Em contrapartida, Cuba recebe pagamento em petróleo e derivados, o que tem dado um novo impulso para a economia da ilha nos últimos anos, de acordo com analistas.
No campo econômico, a Venezuela copiou medidas como a nacionalização dos setores da economia considerados estratégicos, como petróleo, eletricidade, telecomunicações, bancário e em parte do setor de alimentos.
Diferenças
As semelhanças na economia terminam ai, na opinião do economista norte-americano Mark Weisbrot, co-diretor do Centro de Pesquisas Políticas e Econômicas (CEPR, na sigla em inglês), com sede em Washington.
Weisbrot afirma que o Estado venezuelano, que absorve 16% da força de trabalho na burocracia estatal, está longe de se inspirar na economia cubana, que atualmente mantém 90% dos empregos do país nas mãos do governo.
"A Venezuela não tem recursos e capacidade para governar uma economia socialista na qual o Estado teria o controle absoluto ( do setor produtivo)", disse ele.
"O governo sabe disso e, portanto, não pretende copiar Cuba."
Eleições e autocrítica
O ex-diretor do Banco Central da Venezuela, Domingo Maza Zavala, discorda de Weisbrot, ao considerar que o governo venezuelano "segue as diretrizes" da revolução cubana.

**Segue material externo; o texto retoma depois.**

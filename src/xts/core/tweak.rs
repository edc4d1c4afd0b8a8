use crate::xts::cipher::{Block, BlockCipher};

/// Initial tweak for a sector: the sector index, little-endian over the full block,
/// encrypted under the tweak sub-key (K2).
#[inline(always)]
pub fn sector_tweak<C: BlockCipher>(tweak_cipher: &C, sector: u128) -> Block {
    let mut tweak = sector.to_le_bytes();
    tweak_cipher.encrypt_block(&mut tweak);
    tweak
}
//! Data-level XTS: one sector at a time, including ciphertext stealing, and the
//! serial and parallel drivers that walk a buffer sector by sector.

mod multi;
mod process;
mod stealing;
pub(crate) mod util;

pub use multi::{xts_core_parallel, xts_core_serial};
pub use process::process_sector;
use tracing::debug;

use crate::xts::cipher::{Aes, BlockCipher};
use crate::xts::core::{Direction, sector_tweak};
use crate::xts::error::{Error, Result};
use crate::xts::key::Key;
use crate::xts::sector::util::PARALLEL_THRESHOLD;
use crate::xts::sector::{process_sector, xts_core_parallel, xts_core_serial};

/// Provides XTS encryption and decryption of storage sectors, either [one sector at a
/// time](crate::Xts::encrypt_sector) or [a run of consecutive sectors](crate::Xts::encrypt_sectors).
///
/// Holds two instances of the block cipher: one keyed with the data key (K1), one with
/// the tweak key (K2). The sector index plays the role an IV plays in other modes, so no
/// random IV is generated and the output is exactly as long as the input.
///
/// **XTS provides confidentiality only.** Ciphertext is not authenticated, and
/// modifications go undetected.
///
/// ## Examples
/// ```
/// # fn main() -> xtsp::Result<()> {
/// use xtsp::{Key, Xts};
///
/// let key = Key::rand_key_256()?;
/// let xts = Xts::new(&key);
///
/// // 1 KiB buffer of 512-byte sectors starting at sector 40
/// let mut buffer = vec![0xA5u8; 1024];
/// xts.encrypt_sectors(&mut buffer, 40, 512)?;
/// assert_ne!(buffer, vec![0xA5u8; 1024]);
///
/// xts.decrypt_sectors(&mut buffer, 40, 512)?;
/// assert_eq!(buffer, vec![0xA5u8; 1024]);
/// # Ok(())
/// # }
/// ```
pub struct Xts<C: BlockCipher = Aes> {
    data_cipher: C,
    tweak_cipher: C,
}

impl Xts<Aes> {
    /// Builds XTS-AES from a validated [Key]. The AES variant follows the key size.
    pub fn new(key: &Key) -> Self {
        let (data_cipher, tweak_cipher) = key.aes_pair();
        Self {
            data_cipher,
            tweak_cipher,
        }
    }
}

impl<C: BlockCipher> Xts<C> {
    /// Builds XTS over any [BlockCipher] from a raw double-length key. The first half is
    /// the data key (K1), the second half the tweak key (K2).
    ///
    /// Returns [InvalidKeyLength](crate::Error::InvalidKeyLength) if the key is empty, has
    /// odd length, or its halves are not valid keys for `C`.
    pub fn try_from_slice(key: &[u8]) -> Result<Self> {
        let len = key.len();
        if len == 0 || len % 2 != 0 {
            return Err(Error::InvalidKeyLength { len });
        }

        let (k1, k2) = key.split_at(len / 2);
        let invalid = |_| Error::InvalidKeyLength { len };
        Ok(Self {
            data_cipher: C::new(k1).map_err(invalid)?,
            tweak_cipher: C::new(k2).map_err(invalid)?,
        })
    }

    /// Encrypts the whole buffer in place as a single sector with index `sector`.
    ///
    /// Returns [SectorTooShort](crate::Error::SectorTooShort) if the buffer is shorter
    /// than one 16-byte block. Lengths that are not a multiple of 16 are handled with
    /// ciphertext stealing, so the buffer never grows.
    pub fn encrypt_sector(&self, buffer: &mut [u8], sector: u128) -> Result<()> {
        self.sector(buffer, sector, Direction::Encrypt)
    }

    /// Decrypts the whole buffer in place as a single sector with index `sector`.
    pub fn decrypt_sector(&self, buffer: &mut [u8], sector: u128) -> Result<()> {
        self.sector(buffer, sector, Direction::Decrypt)
    }

    /// Encrypts a run of consecutive sectors in place.
    ///
    /// The buffer is split into `sector_size` chunks. The last chunk may be shorter but
    /// must still hold at least one block. The chunks are encrypted with sector
    /// indices `start, start + 1, ...`. Large buffers are processed in parallel, one
    /// sector per task. The output is identical either way.
    ///
    /// Returns:
    /// - [InvalidSectorSize](crate::Error::InvalidSectorSize) if `sector_size` is below 16 bytes.
    /// - [SectorIndexOverflow](crate::Error::SectorIndexOverflow) if the last index would exceed `u128::MAX`.
    /// - [SectorTooShort](crate::Error::SectorTooShort) if the buffer is empty or the final
    ///   sector is shorter than 16 bytes.
    ///
    /// **Not atomic.** A short final sector is only detected when it is reached. By then
    /// the other sectors may already be encrypted in place. Use [encrypt](Self::encrypt)
    /// to work on a copy instead.
    pub fn encrypt_sectors(&self, buffer: &mut [u8], start: u128, sector_size: usize) -> Result<()> {
        self.sectors(buffer, start, sector_size, Direction::Encrypt)
    }

    /// Decrypts a run of consecutive sectors in place. Same layout, errors, and partial
    /// mutation behaviour as [encrypt_sectors](Self::encrypt_sectors).
    pub fn decrypt_sectors(&self, buffer: &mut [u8], start: u128, sector_size: usize) -> Result<()> {
        self.sectors(buffer, start, sector_size, Direction::Decrypt)
    }

    /// Copying form of [encrypt_sectors](Self::encrypt_sectors). The input is left untouched.
    pub fn encrypt(&self, plaintext: &[u8], start: u128, sector_size: usize) -> Result<Vec<u8>> {
        let mut buffer = plaintext.to_vec();
        self.encrypt_sectors(&mut buffer, start, sector_size)?;
        Ok(buffer)
    }

    /// Copying form of [decrypt_sectors](Self::decrypt_sectors). The input is left untouched.
    pub fn decrypt(&self, ciphertext: &[u8], start: u128, sector_size: usize) -> Result<Vec<u8>> {
        let mut buffer = ciphertext.to_vec();
        self.decrypt_sectors(&mut buffer, start, sector_size)?;
        Ok(buffer)
    }

    /// Copying form of [encrypt_sector](Self::encrypt_sector). The input is left untouched.
    pub fn encrypt_sector_copy(&self, plaintext: &[u8], sector: u128) -> Result<Vec<u8>> {
        let mut buffer = plaintext.to_vec();
        self.encrypt_sector(&mut buffer, sector)?;
        Ok(buffer)
    }

    /// Copying form of [decrypt_sector](Self::decrypt_sector). The input is left untouched.
    pub fn decrypt_sector_copy(&self, ciphertext: &[u8], sector: u128) -> Result<Vec<u8>> {
        let mut buffer = ciphertext.to_vec();
        self.decrypt_sector(&mut buffer, sector)?;
        Ok(buffer)
    }

    fn sector(&self, buffer: &mut [u8], sector: u128, direction: Direction) -> Result<()> {
        let tweak = sector_tweak(&self.tweak_cipher, sector);
        process_sector(&self.data_cipher, buffer, tweak, direction)
    }

    fn sectors(
        &self,
        buffer: &mut [u8],
        start: u128,
        sector_size: usize,
        direction: Direction,
    ) -> Result<()> {
        if buffer.len() >= PARALLEL_THRESHOLD && buffer.len() > sector_size {
            debug!(len = buffer.len(), sector_size, ?direction, "xts: parallel core");
            xts_core_parallel(
                &self.data_cipher,
                &self.tweak_cipher,
                buffer,
                start,
                sector_size,
                direction,
            )
        } else {
            debug!(len = buffer.len(), sector_size, ?direction, "xts: serial core");
            xts_core_serial(
                &self.data_cipher,
                &self.tweak_cipher,
                buffer,
                start,
                sector_size,
                direction,
            )
        }
    }
}

/// Encrypts `buffer` in place as one sector, using cipher `C` and a raw double-length key.
pub fn encrypt_xts_sector<C: BlockCipher>(buffer: &mut [u8], key: &[u8], sector: u128) -> Result<()> {
    Xts::<C>::try_from_slice(key)?.encrypt_sector(buffer, sector)
}

/// Decrypts `buffer` in place as one sector, using cipher `C` and a raw double-length key.
pub fn decrypt_xts_sector<C: BlockCipher>(buffer: &mut [u8], key: &[u8], sector: u128) -> Result<()> {
    Xts::<C>::try_from_slice(key)?.decrypt_sector(buffer, sector)
}

/// Encrypts `buffer` in place as consecutive `sector_size` sectors starting at `start`.
/// See [Xts::encrypt_sectors] for errors and partial mutation.
pub fn encrypt_xts<C: BlockCipher>(
    buffer: &mut [u8],
    key: &[u8],
    start: u128,
    sector_size: usize,
) -> Result<()> {
    Xts::<C>::try_from_slice(key)?.encrypt_sectors(buffer, start, sector_size)
}

/// Decrypts `buffer` in place as consecutive `sector_size` sectors starting at `start`.
/// See [Xts::decrypt_sectors] for errors and partial mutation.
pub fn decrypt_xts<C: BlockCipher>(
    buffer: &mut [u8],
    key: &[u8],
    start: u128,
    sector_size: usize,
) -> Result<()> {
    Xts::<C>::try_from_slice(key)?.decrypt_sectors(buffer, start, sector_size)
}
pub const PARALLEL_THRESHOLD: usize = 4 * 1024; // process sectors in parallel if input size ge 4 KiB
//! Multiplication and division of a tweak by the field element x (i.e. "2") in
//! GF(2^128) under x^128 + x^7 + x^2 + x + 1.
//!
//! IEEE 1619 treats the 16 tweak bytes as a little-endian polynomial: byte 0 holds
//! the lowest coefficients, and bit 7 of byte i carries into bit 0 of byte i + 1.
//! Reading the block with `u128::from_le_bytes` gives exactly that ordering, so the
//! whole shift is one integer operation.

use crate::xts::cipher::Block;

/// Low byte of the reduction polynomial (x^7 + x^2 + x + 1).
const GF_128_FDBK: u128 = 0x87;

/// Multiplies the tweak by x in place. Returns the carry, i.e. whether the top bit
/// was set before shifting (and the reduction constant was folded back in).
#[inline(always)]
pub fn double(tweak: &mut Block) -> bool {
    let v = u128::from_le_bytes(*tweak);
    let carry = v >> 127;

    // branchless: mask is all ones iff carry == 1
    *tweak = ((v << 1) ^ (GF_128_FDBK & 0u128.wrapping_sub(carry))).to_le_bytes();
    carry == 1
}

/// Exact inverse of [double]. `carry` must be the value [double] returned.
#[inline(always)]
pub fn halve(tweak: &mut Block, carry: bool) {
    let carry = carry as u128;
    let v = u128::from_le_bytes(*tweak) ^ (GF_128_FDBK & 0u128.wrapping_sub(carry));
    *tweak = ((v >> 1) | (carry << 127)).to_le_bytes();
}

#[cfg(test)]
mod tests {
    use super::*;
    use rand::rngs::StdRng;
    use rand::{Rng, SeedableRng};

    #[test]
    fn double_shifts_across_bytes() {
        let mut t = [0u8; 16];
        t[0] = 0x80;
        let carry = double(&mut t);

        let mut expected = [0u8; 16];
        expected[1] = 0x01;
        assert!(!carry);
        assert_eq!(t, expected, "bit 7 of byte 0 should carry into bit 0 of byte 1");
    }

    #[test]
    fn double_reduces_on_carry() {
        let mut t = [0u8; 16];
        t[15] = 0x80;
        let carry = double(&mut t);

        let mut expected = [0u8; 16];
        expected[0] = 0x87;
        assert!(carry);
        assert_eq!(t, expected, "x^128 should reduce to x^7 + x^2 + x + 1");
    }

    #[test]
    fn double_all_ones() {
        let mut t = [0xffu8; 16];
        assert!(double(&mut t));

        let mut expected = [0xffu8; 16];
        expected[0] = 0xfe ^ 0x87;
        assert_eq!(t, expected);
    }

    #[test]
    fn halve_edge_values() {
        for start in [[0u8; 16], [0xffu8; 16], {
            let mut t = [0u8; 16];
            t[15] = 0x80;
            t
        }] {
            let mut t = start;
            let carry = double(&mut t);
            halve(&mut t, carry);
            assert_eq!(t, start);
        }
    }

    #[test]
    fn halve_inverts_double_random() {
        let mut rng = StdRng::seed_from_u64(0x1619);

        for _ in 0..10_000 {
            let mut t = [0u8; 16];
            rng.fill(&mut t);
            let original = t;

            let carry = double(&mut t);
            assert_eq!(
                carry,
                original[15] & 0x80 != 0,
                "carry flag should report the pre-shift top bit"
            );

            halve(&mut t, carry);
            assert_eq!(t, original, "halve does not exactly reverse double");
        }
    }

    #[test]
    fn double_matches_bytewise_shift() {
        // reference: shift one byte at a time and reduce into byte 0
        fn double_bytewise(t: &mut Block) -> bool {
            let mut carry = 0u8;
            for byte in t.iter_mut() {
                let next = *byte >> 7;
                *byte = (*byte << 1) | carry;
                carry = next;
            }
            if carry == 1 {
                t[0] ^= 0x87;
            }
            carry == 1
        }

        let mut rng = StdRng::seed_from_u64(42);
        for _ in 0..1_000 {
            let mut a = [0u8; 16];
            rng.fill(&mut a);
            let mut b = a;
            assert_eq!(double(&mut a), double_bytewise(&mut b));
            assert_eq!(a, b);
        }
    }
}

A seu ver, as mudanças em Cuba podem levar à um processo de "autocrítica" na economia e política chavista.
"O governo deve se entender com o setor privado, conter seu ímpeto estatizador e buscar saídas para a crise da economia venezuelana", acrescentou.
Recentemente Fidel Castro disse que foi mal interpretado por um repórter da revista The Atlantic, à qual teria dito que o modelo de comunismo em Cuba "já não funcionava nem mesmo para os cubanos".
As declarações de Fidel e as mudanças de rumo na economia da ilha foram vistas como um "presente" para a oposição venezuelana, a poucos dias das decisivas eleições legislativas de 26 de setembro.
Mas recentes pesquisas de intenção de voto apontam que a base governista deve conquistar mais de 50% das cadeiras do Congresso.